In ANOVA, degrees of freedom (DoF) are a measure of the amount of information in the data used to estimate the parameters of the model. There are three types of DoF used in ANOVA:
- Degrees of freedom of the model
- Degrees of freedom of error terms
- Total degrees of freedom

**Degrees of freedom of the model:** 

This is the number of parameters in the model that are estimated from the data. In one-way ANOVA, the model has one parameter for each group mean, so the degrees of freedom of the model is the number of groups minus one (df_model = k - 1, where k is the number of groups).

**Degrees of freedom of error terms:**

This is a measure of the amount of variation in the data that is not explained by the model. It represents the variability of scores within each group and is computed as the total number of observations minus the number of groups (df_error = N - k, where N is the total number of observations).

**Total degrees of freedom:**

This is the total amount of information in the data and is computed as the sum of the degrees of freedom of the model and the degrees of freedom of error terms (df_total = df_model + df_error).

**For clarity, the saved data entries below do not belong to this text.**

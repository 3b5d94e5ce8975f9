//! Image classification wrapper.
//!
//! Converts a single score vector into the top-k `(index, label, score)`
//! predictions. Scores that do not already sum to one are normalized with a
//! softmax over the selected entries.

use std::cmp::Ordering;
use std::fs;
use std::path::Path;
use std::sync::Arc;

use image::DynamicImage;
use infera_launcher::{NetworkInfo, OutputMap, TensorMap};
use serde::Serialize;
use serde_json::json;
use tracing::{debug, warn};

use crate::error::ModelError;
use crate::models::image_model::{ImageMeta, ImagePreprocessor};
use crate::models::{check_io_number, Model};
use crate::params::{NumericType, Parameter, ParameterMap, ParameterSchema, ResolvedParameters};
use crate::Result;

/// Label inserted at index 0 when the model has one class more than the labels.
pub const BACKGROUND_LABEL: &str = "other";

/// Tolerance for deciding that scores already form a probability distribution.
const PROBABILITY_TOLERANCE: f32 = 0.01;

/// One classification result.
#[derive(Debug, Clone, PartialEq, Serialize)]
pub struct Prediction {
    pub index: usize,
    pub label: String,
    pub score: f32,
}

/// Resolved classification settings.
#[derive(Debug, Clone, PartialEq)]
pub struct ClassificationConfig {
    /// Number of predictions returned per image.
    pub topk: usize,
    /// Class labels, index-aligned with the model output when present.
    pub labels: Option<Vec<String>>,
}

impl ClassificationConfig {
    /// Read the settings out of resolved parameters.
    ///
    /// `classes` is the output's class count, `None` when dynamic.
    pub fn from_parameters(params: &ResolvedParameters, classes: Option<usize>) -> Result<Self> {
        let topk = params.get_i64("topk").unwrap_or(1).max(1) as usize;

        let labels = match params.get_str("path_to_labels") {
            Some(path) => Some(load_labels(Path::new(path))?),
            None => params.get_string_list("labels"),
        };
        let labels = labels.filter(|labels| {
            if labels.is_empty() {
                debug!("Label list is empty, predictions will carry no labels");
            }
            !labels.is_empty()
        });
        let labels = match (labels, classes) {
            (Some(labels), Some(classes)) => Some(reconcile_labels(labels, classes)?),
            (Some(labels), None) => {
                debug!(
                    "Class dimension is dynamic, keeping {} labels as given",
                    labels.len()
                );
                Some(labels)
            }
            (None, _) => None,
        };

        Ok(Self { topk, labels })
    }
}

/// Classification model over one image input and one score output.
#[derive(Debug, Clone)]
pub struct Classification {
    network_info: Arc<NetworkInfo>,
    preprocessor: ImagePreprocessor,
    config: ClassificationConfig,
    out_layer_name: String,
}

impl Classification {
    /// Parameters accepted by [`Classification::new`].
    pub fn parameters() -> ParameterSchema {
        let mut schema = ImagePreprocessor::parameters();
        schema.update_default("resize_type", json!("crop"));
        schema
            .with(
                "topk",
                Parameter::numerical(NumericType::Int)
                    .with_default(json!(1))
                    .with_min(1.0)
                    .with_description("Number of most likely labels to return"),
            )
            .with(
                "labels",
                Parameter::list().with_description("List of class labels"),
            )
            .with(
                "path_to_labels",
                Parameter::string()
                    .with_description("Path to file with labels. Overrides the labels list"),
            )
    }

    /// Build a classifier for the given network.
    pub fn new(network_info: Arc<NetworkInfo>, parameters: &ParameterMap) -> Result<Self> {
        check_io_number(&network_info, 1..=1, 1..=1)?;
        let (out_layer_name, classes) = resolve_output(&network_info)?;

        let mut schema = Self::parameters();
        if let Some(classes) = classes {
            schema.set_max("topk", classes as f64);
        }
        let params = schema.resolve(parameters)?;

        let preprocessor = ImagePreprocessor::new(&network_info, &params)?;
        let config = ClassificationConfig::from_parameters(&params, classes)?;

        debug!(
            "Classification on '{}' -> '{}', topk={}, {} labels",
            preprocessor.input_name(),
            out_layer_name,
            config.topk,
            config.labels.as_ref().map_or(0, Vec::len)
        );

        Ok(Self {
            network_info,
            preprocessor,
            config,
            out_layer_name,
        })
    }

    pub fn topk(&self) -> usize {
        self.config.topk
    }

    pub fn labels(&self) -> Option<&[String]> {
        self.config.labels.as_deref()
    }

    pub fn preprocessor(&self) -> &ImagePreprocessor {
        &self.preprocessor
    }

    /// Top-k predictions for one score vector.
    ///
    /// NaN and infinite scores are not filtered.
    pub fn top_predictions(&self, scores: &[f32]) -> Vec<Prediction> {
        let k = self.config.topk.min(scores.len());
        if k == 0 {
            return Vec::new();
        }

        let by_score = |a: &usize, b: &usize| -> Ordering {
            scores[*b].total_cmp(&scores[*a]).then(a.cmp(b))
        };
        let mut indices: Vec<usize> = (0..scores.len()).collect();
        indices.select_nth_unstable_by(k - 1, by_score);
        indices.truncate(k);
        indices.sort_unstable_by(by_score);

        let mut top: Vec<f32> = indices.iter().map(|&i| scores[i]).collect();
        let total: f32 = scores.iter().sum();
        if (total - 1.0).abs() > PROBABILITY_TOLERANCE {
            softmax(&mut top);
        }

        indices
            .into_iter()
            .zip(top)
            .map(|(index, score)| Prediction {
                index,
                label: self
                    .config
                    .labels
                    .as_ref()
                    .and_then(|labels| labels.get(index))
                    .cloned()
                    .unwrap_or_default(),
                score,
            })
            .collect()
    }
}

impl Model for Classification {
    type Input = DynamicImage;
    type Meta = ImageMeta;
    type Output = Vec<Prediction>;

    fn network_info(&self) -> &NetworkInfo {
        &self.network_info
    }

    fn preprocess(&self, input: DynamicImage) -> Result<(TensorMap, ImageMeta)> {
        self.preprocessor.preprocess(&input)
    }

    fn postprocess(&self, outputs: &OutputMap, _meta: &ImageMeta) -> Result<Vec<Prediction>> {
        let output = outputs.get(&self.out_layer_name).ok_or_else(|| {
            ModelError::Output(format!("missing output '{}'", self.out_layer_name))
        })?;
        let scores = output.to_f32();

        let non_trivial = scores.shape().iter().filter(|&&d| d > 1).count();
        if non_trivial > 1 {
            return Err(ModelError::Output(format!(
                "expected a single score vector, got shape {:?}",
                scores.shape()
            ))
            .into());
        }

        let scores: Vec<f32> = scores.iter().copied().collect();
        Ok(self.top_predictions(&scores))
    }
}

/// Output layer name and its class count (`None` when dynamic).
fn resolve_output(info: &NetworkInfo) -> std::result::Result<(String, Option<usize>), ModelError> {
    let (name, meta) = info
        .outputs_info
        .iter()
        .next()
        .ok_or_else(|| ModelError::Topology("model has no outputs".to_string()))?;

    let supported = match meta.shape.as_slice() {
        [_, _] => true,
        [_, _, 1, 1] => true,
        _ => false,
    };
    if !supported {
        return Err(ModelError::UnsupportedTopology(format!(
            "the classification model's output '{}' has shape {:?}; expected [B, C] or [B, C, 1, 1]",
            name, meta.shape
        )));
    }

    let classes = usize::try_from(meta.shape[1]).ok().filter(|&c| c > 0);
    Ok((name.clone(), classes))
}

/// Read labels from a `<id> <label>,<synonyms>` file.
pub fn load_labels(path: &Path) -> Result<Vec<String>> {
    let content = fs::read_to_string(path)?;
    Ok(parse_labels(&content)?)
}

/// Parse labels file content. Blank lines are skipped.
pub fn parse_labels(content: &str) -> std::result::Result<Vec<String>, ModelError> {
    let mut labels = Vec::new();
    for (ix, line) in content.lines().enumerate() {
        let line = line.trim_end_matches('\r');
        if line.trim().is_empty() {
            continue;
        }
        let (_, rest) = line.split_once(' ').ok_or_else(|| ModelError::LabelFormat {
            line: ix + 1,
            content: line.to_string(),
        })?;
        let label = rest.split_once(',').map_or(rest, |(label, _)| label);
        labels.push(label.to_string());
    }
    Ok(labels)
}

fn reconcile_labels(
    mut labels: Vec<String>,
    classes: usize,
) -> std::result::Result<Vec<String>, ModelError> {
    if labels.len() + 1 == classes {
        warn!(
            "Model has {} classes but {} labels were given; inserting '{}' at index 0",
            classes,
            labels.len(),
            BACKGROUND_LABEL
        );
        labels.insert(0, BACKGROUND_LABEL.to_string());
    }
    if labels.len() != classes {
        return Err(ModelError::LabelCountMismatch {
            classes,
            labels: labels.len(),
        });
    }
    Ok(labels)
}

fn softmax(values: &mut [f32]) {
    let max = values.iter().copied().fold(f32::NEG_INFINITY, f32::max);
    let mut sum = 0.0;
    for v in values.iter_mut() {
        *v = (*v - max).exp();
        sum += *v;
    }
    for v in values.iter_mut() {
        *v /= sum;
    }
}
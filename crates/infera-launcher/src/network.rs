//! Input/output contract of a loaded model.

use std::collections::BTreeMap;

use serde::Serialize;

use crate::error::LauncherError;
use crate::metadata::Metadata;
use crate::{Launcher, Result};

/// Name-keyed tensor metadata.
pub type LayerMap = BTreeMap<String, Metadata>;

/// Snapshot of a launcher's inputs and outputs.
///
/// A snapshot records the launcher generation it was taken at. Reshaping the
/// launcher bumps its generation, after which [`NetworkInfo::is_stale_for`]
/// reports the snapshot as outdated.
#[derive(Debug, Clone, Default, PartialEq, Serialize)]
pub struct NetworkInfo {
    pub inputs_info: LayerMap,
    pub outputs_info: LayerMap,
    generation: u64,
}

impl NetworkInfo {
    /// Build a snapshot from already queried layers.
    pub fn new(inputs_info: LayerMap, outputs_info: LayerMap, generation: u64) -> Result<Self> {
        if let Some(name) = inputs_info.keys().find(|name| outputs_info.contains_key(*name)) {
            return Err(LauncherError::DuplicateTensor(name.clone()));
        }

        Ok(Self {
            inputs_info,
            outputs_info,
            generation,
        })
    }

    /// Query both layer maps from a launcher.
    ///
    /// Both queries run under the same shared borrow, so no reshape can slip
    /// in between them.
    pub fn from_launcher<L: Launcher + ?Sized>(launcher: &L) -> Result<Self> {
        let inputs = launcher.get_input_layers()?;
        let outputs = launcher.get_output_layers()?;
        Self::new(inputs, outputs, launcher.generation())
    }

    /// Look up an input by name.
    pub fn input(&self, name: &str) -> Result<&Metadata> {
        self.inputs_info
            .get(name)
            .ok_or_else(|| LauncherError::UnknownTensor(name.to_string()))
    }

    /// Look up an output by name.
    pub fn output(&self, name: &str) -> Result<&Metadata> {
        self.outputs_info
            .get(name)
            .ok_or_else(|| LauncherError::UnknownTensor(name.to_string()))
    }

    /// Launcher generation this snapshot was taken at.
    pub fn generation(&self) -> u64 {
        self.generation
    }

    /// Whether the launcher has been reshaped since this snapshot.
    pub fn is_stale_for<L: Launcher + ?Sized>(&self, launcher: &L) -> bool {
        self.generation != launcher.generation()
    }
}
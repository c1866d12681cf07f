//! Prometheus metrics for the round engine, registered on the default registry.

use once_cell::sync::Lazy;
use prometheus::{
    register_histogram, register_int_counter, register_int_counter_vec, register_int_gauge, Encoder, Histogram,
    IntCounter, IntCounterVec, IntGauge, TextEncoder,
};

pub struct RoundMetrics {
    pub rounds_completed: IntCounter,
    pub round_retries: IntCounter,
    pub results_accepted: IntCounterVec,
    pub client_failures: IntCounterVec,
    pub dropped_results: IntCounterVec,
    pub connected_clients: IntGauge,
    pub current_round: IntGauge,
    pub aggregation_latency_ms: Histogram,
}

pub static ROUND_METRICS: Lazy<RoundMetrics> = Lazy::new(|| RoundMetrics {
    rounds_completed: register_int_counter!("fedround_rounds_completed_total", "Rounds that reached aggregation")
        .expect("register fedround_rounds_completed_total"),
    round_retries: register_int_counter!("fedround_round_retries_total", "Rounds retried after falling below the minimum")
        .expect("register fedround_round_retries_total"),
    results_accepted: register_int_counter_vec!(
        "fedround_results_accepted_total",
        "Client results accepted for aggregation",
        &["phase"]
    )
    .expect("register fedround_results_accepted_total"),
    client_failures: register_int_counter_vec!(
        "fedround_client_failures_total",
        "Client calls that failed, by phase and failure kind",
        &["phase", "kind"]
    )
    .expect("register fedround_client_failures_total"),
    dropped_results: register_int_counter_vec!(
        "fedround_dropped_results_total",
        "Responses dropped without being merged (stale connection, duplicate)",
        &["phase", "reason"]
    )
    .expect("register fedround_dropped_results_total"),
    connected_clients: register_int_gauge!("fedround_connected_clients", "Live client sessions")
        .expect("register fedround_connected_clients"),
    current_round: register_int_gauge!("fedround_current_round", "Round the coordinator is working on")
        .expect("register fedround_current_round"),
    aggregation_latency_ms: register_histogram!(
        "fedround_aggregation_latency_ms",
        "FedAvg aggregation latency in milliseconds",
        vec![0.1, 0.5, 1.0, 5.0, 10.0, 50.0, 100.0, 500.0, 1000.0]
    )
    .expect("register fedround_aggregation_latency_ms"),
});

/// Text exposition of everything in the default registry.
pub fn encode() -> String {
    Lazy::force(&ROUND_METRICS);
    let mut buf = Vec::new();
    if let Err(e) = TextEncoder::new().encode(&prometheus::gather(), &mut buf) {
        tracing::warn!(error = %e, "metrics_encode_failed");
    }
    String::from_utf8(buf).unwrap_or_default()
}

#[cfg(test)]
mod tests {
    use super::*;

    #[test]
    fn exposition_lists_round_metrics() {
        ROUND_METRICS.results_accepted.with_label_values(&["fit"]).inc();
        let text = encode();
        assert!(text.contains("fedround_results_accepted_total"));
        assert!(text.contains("fedround_connected_clients"));
    }
}
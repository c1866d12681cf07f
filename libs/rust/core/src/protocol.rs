//! Logical message contract between coordinator and clients.

use std::collections::BTreeMap;
use std::fmt;
use std::sync::Arc;

use serde::{Deserialize, Serialize};
use uuid::Uuid;

use crate::config::TrainConfig;
use crate::parameters::ParameterSet;
use crate::state::CoordinatorState;

/// Opaque client identity (partition id, connection id, ...). Ordered for deterministic tie-breaks.
#[derive(Debug, Clone, PartialEq, Eq, PartialOrd, Ord, Hash, Serialize, Deserialize)]
#[serde(transparent)]
pub struct ClientId(String);

impl ClientId {
    pub fn new(id: impl Into<String>) -> Self {
        Self(id.into())
    }

    pub fn as_str(&self) -> &str {
        &self.0
    }
}

impl fmt::Display for ClientId {
    fn fmt(&self, f: &mut fmt::Formatter<'_>) -> fmt::Result {
        f.write_str(&self.0)
    }
}

impl From<&str> for ClientId {
    fn from(s: &str) -> Self {
        Self(s.to_string())
    }
}

impl From<String> for ClientId {
    fn from(s: String) -> Self {
        Self(s)
    }
}

pub type Metrics = BTreeMap<String, f64>;

/// Largest sample count a result may report; weights stay exact as `f64` up to here.
pub const MAX_NUM_EXAMPLES: u64 = 1 << 53;

#[derive(Debug, Clone, Serialize, Deserialize)]
pub struct ConnectRequest {
    pub client_id: ClientId,
    /// Base URL where the client serves fit/evaluate requests.
    pub endpoint: String,
}

#[derive(Debug, Clone, PartialEq, Serialize, Deserialize)]
pub struct SessionAck {
    pub client_id: ClientId,
    pub accepted: bool,
    pub connection_id: Option<Uuid>,
    pub round: u64,
    pub message: String,
}

impl SessionAck {
    pub fn rejected(client_id: ClientId, round: u64, message: impl Into<String>) -> Self {
        Self { client_id, accepted: false, connection_id: None, round, message: message.into() }
    }
}

#[derive(Debug, Clone, Serialize, Deserialize)]
pub struct DisconnectRequest {
    pub client_id: ClientId,
    #[serde(default)]
    pub reason: Option<String>,
}

#[derive(Debug, Clone, Serialize, Deserialize)]
pub struct FitIns {
    pub round: u64,
    pub parameters: Arc<ParameterSet>,
    pub config: TrainConfig,
}

#[derive(Debug, Clone, Serialize, Deserialize)]
pub struct EvaluateIns {
    pub round: u64,
    pub parameters: Arc<ParameterSet>,
    pub config: TrainConfig,
}

#[derive(Debug, Clone, Serialize, Deserialize)]
pub struct FitResult {
    pub client_id: ClientId,
    pub parameters: ParameterSet,
    pub num_examples: u64,
    #[serde(default)]
    pub metrics: Metrics,
}

#[derive(Debug, Clone, Serialize, Deserialize)]
pub struct EvaluateResult {
    pub client_id: ClientId,
    pub loss: f64,
    pub num_examples: u64,
    #[serde(default)]
    pub metrics: Metrics,
}

fn check_common(expected: &ClientId, actual: &ClientId, num_examples: u64, metrics: &Metrics) -> Result<(), String> {
    if actual != expected {
        return Err(format!("result claims client id {actual}"));
    }
    if num_examples == 0 {
        return Err("sample count must be at least 1".into());
    }
    if num_examples > MAX_NUM_EXAMPLES {
        return Err(format!("sample count {num_examples} exceeds {MAX_NUM_EXAMPLES}"));
    }
    if let Some((k, v)) = metrics.iter().find(|(_, v)| !v.is_finite()) {
        return Err(format!("metric {k} is not finite ({v})"));
    }
    Ok(())
}

impl FitResult {
    /// Well-formedness checks; tensor layout is checked against the broadcast set separately.
    pub fn validate(&self, expected: &ClientId) -> Result<(), String> {
        check_common(expected, &self.client_id, self.num_examples, &self.metrics)
    }
}

impl EvaluateResult {
    pub fn validate(&self, expected: &ClientId) -> Result<(), String> {
        check_common(expected, &self.client_id, self.num_examples, &self.metrics)?;
        if !self.loss.is_finite() {
            return Err(format!("loss is not finite ({})", self.loss));
        }
        Ok(())
    }
}

#[derive(Debug, Clone, Serialize, Deserialize)]
pub struct ShutdownNotice {
    pub reason: String,
    pub state: CoordinatorState,
}

#[derive(Debug, Clone, Serialize, Deserialize)]
pub struct StatusResponse {
    pub state: CoordinatorState,
    pub round: u64,
    pub rounds_completed: u64,
    pub num_rounds: u64,
    pub connected_clients: usize,
    pub parameters_digest: String,
}

#[cfg(test)]
mod tests {
    use super::*;

    #[test]
    fn validation_flags_malformed_results() {
        let me = ClientId::from("7");
        let ok = EvaluateResult { client_id: me.clone(), loss: 0.5, num_examples: 3, metrics: Metrics::new() };
        assert!(ok.validate(&me).is_ok());

        let zero = EvaluateResult { num_examples: 0, ..ok.clone() };
        assert!(zero.validate(&me).is_err());
        let huge = EvaluateResult { num_examples: u64::MAX, ..ok.clone() };
        assert!(huge.validate(&me).unwrap_err().contains("sample count"));
        let limit = EvaluateResult { num_examples: MAX_NUM_EXAMPLES, ..ok.clone() };
        assert!(limit.validate(&me).is_ok());
        let nan = EvaluateResult { loss: f64::NAN, ..ok.clone() };
        assert!(nan.validate(&me).is_err());
        assert!(ok.validate(&ClientId::from("8")).is_err());

        let mut metrics = Metrics::new();
        metrics.insert("accuracy".into(), f64::INFINITY);
        let fit = FitResult { client_id: me.clone(), parameters: ParameterSet::default(), num_examples: 1, metrics };
        assert!(fit.validate(&me).unwrap_err().contains("accuracy"));
    }

    #[test]
    fn client_ids_order_lexicographically() {
        let mut ids: Vec<ClientId> = ["b", "a", "c"].into_iter().map(ClientId::from).collect();
        ids.sort();
        assert_eq!(ids.iter().map(ClientId::as_str).collect::<Vec<_>>(), vec!["a", "b", "c"]);
    }
}
//! Coordinator finite state machine.
//!
//! Idle -> WaitingForClients -> Fitting -> Aggregating -> Evaluating -> AggregatingEval,
//! then back to WaitingForClients for the next round or into Finished. Any state may
//! fall into AbortedFatal. Finished and AbortedFatal are terminal.
//!
//! Tracks how long each state was held, in order.

use std::time::{Duration, Instant};

use serde::{Deserialize, Serialize};
use tracing::debug;

use crate::error::{FlError, Result};

#[derive(Debug, Clone, Copy, PartialEq, Eq, Hash, Serialize, Deserialize)]
#[serde(rename_all = "snake_case")]
pub enum CoordinatorState {
    Idle,
    WaitingForClients,
    Fitting,
    Aggregating,
    Evaluating,
    AggregatingEval,
    Finished,
    AbortedFatal,
}

impl CoordinatorState {
    pub fn is_terminal(self) -> bool {
        matches!(self, CoordinatorState::Finished | CoordinatorState::AbortedFatal)
    }

    pub fn can_transition_to(self, next: CoordinatorState) -> bool {
        use CoordinatorState::*;
        if next == AbortedFatal {
            return !self.is_terminal();
        }
        matches!(
            (self, next),
            (Idle, WaitingForClients)
                | (WaitingForClients, Fitting)
                // fit phase failed below its minimum: retry the round
                | (Fitting, WaitingForClients)
                | (Fitting, Aggregating)
                | (Aggregating, Evaluating)
                // evaluation skipped (fraction_evaluate = 0)
                | (Aggregating, WaitingForClients)
                | (Aggregating, Finished)
                | (Evaluating, AggregatingEval)
                | (AggregatingEval, WaitingForClients)
                | (AggregatingEval, Finished)
        )
    }
}

#[derive(Debug)]
pub struct StateMachine {
    state: CoordinatorState,
    entered_at: Instant,
    durations: Vec<(CoordinatorState, Duration)>,
}

impl Default for StateMachine {
    fn default() -> Self {
        Self::new()
    }
}

impl StateMachine {
    pub fn new() -> Self {
        Self { state: CoordinatorState::Idle, entered_at: Instant::now(), durations: Vec::new() }
    }

    pub fn state(&self) -> CoordinatorState {
        self.state
    }

    pub fn transition(&mut self, next: CoordinatorState) -> Result<()> {
        if !self.state.can_transition_to(next) {
            return Err(FlError::InvalidTransition { from: self.state, to: next });
        }
        let now = Instant::now();
        self.durations.push((self.state, now - self.entered_at));
        debug!(from = ?self.state, to = ?next, "state_transition");
        self.state = next;
        self.entered_at = now;
        Ok(())
    }

    pub fn durations(&self) -> &[(CoordinatorState, Duration)] {
        &self.durations
    }
}
//! HTTP transport and process wiring for the round coordinator.

pub mod federation;
pub mod http;

pub use federation::Federation;
pub use http::{router, AppState};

Note, the **degrees of freedom of the model** and **error terms** are used to compute the **F statistic**, which is used to test the significance of the model.

In [4]:
data.columns = data.columns.str.strip()

In [5]:
dof_model = len(data['Power'].unique()) - 1
print('Degrees of freedom of the model:', dof_model)

Degrees of freedom of the model: 2


In [6]:
dof_error = data.shape[0] - len(data['Power'].unique())
print('Degrees of freedom of error terms:', dof_error)

Degrees of freedom of error terms: 12


In [7]:
print('Total degrees of freedom:', dof_model + dof_error)

Total degrees of freedom: 14


## Part II

In [8]:
echting_per_power_group = [ data['Etching Rate'][data['Power'] == p_type] for p_type in data['Power'].unique()]

In [9]:
len(echting_per_power_group)

3

In [10]:
statistic, pvalue = stats.f_oneway(*echting_per_power_group)

In [11]:
res = 'statistically significant' if pvalue < 0.05 else 'statistically insignificant'
print('statistic of', statistic, 'with', res, 'p value of', pvalue)

statistic of 36.87895470100505 with statistically significant p value of 7.506584272358903e-06


### Conclusion

Based on the pvalue of **0.000007506584272358903** which is smaller than our alpha we can reject the Null Hypothesis in favour of the Alternative Hypothesis. The mean echting rate of at least one power group is different compared to the other groups.